If you’re anything like me, you probably handle humiliation by fleeing the scene, crawling into bed under the cover of darkness, and not showing your face in public for the next three to five years. And that’s normal! Well, okay, not normal, but you’re hardly the first person to suffer some sort of embarrassment and think, “TAKE ME, DEATH. I’M READY.”

As someone who humiliates herself roughly six times every day before 10 AM, I’m here to walk you through the process of handling humiliation without wondering if there’s a place in hell for people like you, because there’s not and you’re going to be fine. Let’s do this.

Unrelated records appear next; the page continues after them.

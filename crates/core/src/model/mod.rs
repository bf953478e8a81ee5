mod answers;
mod countdown;
mod ids;
mod navigator;
mod question;
mod quiz;
pub mod raw;
mod result;
mod session;

pub use ids::{ParseIdError, QuestionId, QuizId, SessionId};

pub use answers::AnswerStore;
pub use countdown::{Countdown, CountdownState, TickOutcome};
pub use navigator::Navigator;
pub use question::{MIN_OPTIONS, Question};
pub use quiz::{DEFAULT_DURATION_SECS, QuizDefinition, QuizError, QuizHeader};
pub use result::{QuizResult, ResultError, Score, SubmitTrigger};
pub use session::SessionStatus;
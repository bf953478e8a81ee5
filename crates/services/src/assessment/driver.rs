use std::time::Duration;

use quiz_core::model::QuestionId;
use tokio::sync::{mpsc, watch};

use super::coordinator::{SubmissionCoordinator, SubmitReceipt};
use super::session::AssessmentSession;
use super::ticker::Ticker;
use super::view::SessionSnapshot;
use crate::error::SessionError;

/// Input accepted by a running session.
#[derive(Debug, Clone, PartialEq, Eq)]
pub enum SessionCommand {
    Select {
        question_id: QuestionId,
        option_index: usize,
    },
    /// Selects an option on the question currently shown.
    SelectCurrent(usize),
    GoTo(usize),
    Next,
    Previous,
    /// Submit, already confirmed by the user.
    Submit,
    Leave,
}

/// How a driven session ended.
#[derive(Debug)]
pub enum SessionOutcome {
    Completed(SubmitReceipt),
    Failed(SessionError),
    Abandoned,
}

/// Runs one session: merges user commands with countdown pulses and publishes a
/// snapshot after every change.
pub struct SessionDriver {
    session: AssessmentSession,
    coordinator: SubmissionCoordinator,
    tick_period: Duration,
    snapshots: watch::Sender<SessionSnapshot>,
    last_error: Option<String>,
}

impl SessionDriver {
    #[must_use]
    pub fn new(
        session: AssessmentSession,
        coordinator: SubmissionCoordinator,
        tick_period: Duration,
    ) -> (Self, watch::Receiver<SessionSnapshot>) {
        let (snapshots, rx) = watch::channel(session.snapshot());
        (
            Self {
                session,
                coordinator,
                tick_period,
                snapshots,
                last_error: None,
            },
            rx,
        )
    }

    /// Starts the session and runs until it completes, fails or is left.
    ///
    /// Closing the command channel counts as leaving.
    pub async fn run(mut self, mut commands: mpsc::Receiver<SessionCommand>) -> SessionOutcome {
        if let Err(err) = self.session.start() {
            return SessionOutcome::Failed(err);
        }
        let (mut ticker, mut pulses) = Ticker::spawn(self.tick_period);
        self.publish();

        let outcome = loop {
            tokio::select! {
                biased;
                cmd = commands.recv() => {
                    let Some(cmd) = cmd else {
                        break self.leave();
                    };
                    if let Some(outcome) = self.apply(cmd).await {
                        break outcome;
                    }
                }
                Some(()) = pulses.recv() => {
                    match self.coordinator.tick(&mut self.session).await {
                        Ok(Some(receipt)) => break SessionOutcome::Completed(receipt),
                        Ok(None) => {}
                        Err(err) => break SessionOutcome::Failed(err),
                    }
                }
            }
            self.publish();
        };

        ticker.stop();
        self.publish();
        outcome
    }

    async fn apply(&mut self, cmd: SessionCommand) -> Option<SessionOutcome> {
        self.last_error = None;
        let res = match cmd {
            SessionCommand::Select {
                question_id,
                option_index,
            } => self.session.select(&question_id, option_index).map(|_| ()),
            SessionCommand::SelectCurrent(option_index) => {
                self.session.select_current(option_index).map(|_| ())
            }
            SessionCommand::GoTo(index) => {
                self.session.go_to(index);
                Ok(())
            }
            SessionCommand::Next => {
                self.session.next();
                Ok(())
            }
            SessionCommand::Previous => {
                self.session.previous();
                Ok(())
            }
            SessionCommand::Submit => {
                return Some(match self.coordinator.submit_manual(&mut self.session).await {
                    Ok(receipt) => SessionOutcome::Completed(receipt),
                    Err(err) => SessionOutcome::Failed(err),
                });
            }
            SessionCommand::Leave => return Some(self.leave()),
        };

        if let Err(err) = res {
            if err.is_benign() {
                tracing::debug!(error = %err, "command ignored");
            } else {
                tracing::warn!(session_id = %self.session.id(), error = %err, "command rejected");
                self.last_error = Some(err.to_string());
            }
        }
        None
    }

    fn leave(&mut self) -> SessionOutcome {
        self.session.abandon();
        SessionOutcome::Abandoned
    }

    fn publish(&self) {
        let mut snap = self.session.snapshot();
        snap.last_error.clone_from(&self.last_error);
        self.snapshots.send_replace(snap);
    }
}
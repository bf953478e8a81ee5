use std::env;

use async_trait::async_trait;
use quiz_core::model::raw::read_header;
use quiz_core::model::{QuizHeader, QuizId};
use reqwest::{Client, StatusCode};
use serde_json::Value;
use storage::repository::{QuizSource, StorageError};

#[derive(Clone, Debug)]
pub struct QuizApiConfig {
    pub base_url: String,
    pub api_key: Option<String>,
}

impl QuizApiConfig {
    /// Reads `QUIZ_API_BASE_URL` (required) and `QUIZ_API_KEY` (optional).
    #[must_use]
    pub fn from_env() -> Option<Self> {
        let base_url = env::var("QUIZ_API_BASE_URL").ok()?;
        if base_url.trim().is_empty() {
            return None;
        }
        let api_key = env::var("QUIZ_API_KEY")
            .ok()
            .filter(|key| !key.trim().is_empty());
        Some(Self { base_url, api_key })
    }

    fn quiz_url(&self, id: &QuizId) -> String {
        format!("{}/quizzes/{}", self.base_url.trim_end_matches('/'), id)
    }

    fn header_url(&self, id: &QuizId) -> String {
        format!("{}/header", self.quiz_url(id))
    }
}

/// Quiz data service reached over HTTP.
///
/// `GET {base}/quizzes/{id}/header` returns the title and premium flag only;
/// `GET {base}/quizzes/{id}` returns the full raw quiz document.
#[derive(Clone)]
pub struct HttpQuizSource {
    client: Client,
    config: QuizApiConfig,
}

impl HttpQuizSource {
    #[must_use]
    pub fn new(config: QuizApiConfig) -> Self {
        Self {
            client: Client::new(),
            config,
        }
    }

    async fn get_json(&self, url: String) -> Result<Value, StorageError> {
        let mut request = self.client.get(url);
        if let Some(key) = &self.config.api_key {
            request = request.bearer_auth(key);
        }

        let response = request
            .send()
            .await
            .map_err(|e| StorageError::Connection(e.to_string()))?;

        match response.status() {
            StatusCode::NOT_FOUND => return Err(StorageError::NotFound),
            status if !status.is_success() => {
                return Err(StorageError::Connection(format!(
                    "quiz service returned status {status}"
                )));
            }
            _ => {}
        }

        let body: Value = response.json().await.map_err(|e| {
            if e.is_decode() {
                StorageError::Serialization(e.to_string())
            } else {
                StorageError::Connection(e.to_string())
            }
        })?;

        // Some deployments answer a missing quiz with `200 null`.
        if body.is_null() {
            return Err(StorageError::NotFound);
        }
        Ok(body)
    }
}

#[async_trait]
impl QuizSource for HttpQuizSource {
    async fn quiz_header(&self, id: &QuizId) -> Result<QuizHeader, StorageError> {
        let body = self.get_json(self.config.header_url(id)).await?;
        read_header(id.clone(), &body).map_err(|e| StorageError::Serialization(e.to_string()))
    }

    async fn fetch_quiz_by_id(&self, id: &QuizId) -> Result<Value, StorageError> {
        self.get_json(self.config.quiz_url(id)).await
    }
}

Accept that you’re going to embarrass yourself, in some form or fashion, EVENTUALLY.

I’ve embarrassed myself once or twice in my time, which is to say I’ve got a whole cache of embarrassing stories that my scumbag brain likes to save for conversational lulls on first dates. But humiliation (much like death, or looking at Chris Evans’ glistening abs and crying) is just a part of life. There are socially acceptable ways to behave in public, like when you’re eating corndogs at a theme park. When we deviate from those behaviors and commit a faux pas, like when you’re vomiting corndogs on screaming children mid-rollercoaster, we tend to get embarrassed. Our cheeks flush, our heart races, and we deduce that we are no longer welcome in polite society. It’s just something that happens, and it happens to all of us. It’s happened to Chris Evans, glistening abs be damned.

Realize that nobody is thinking about the humiliation nearly as much as you are.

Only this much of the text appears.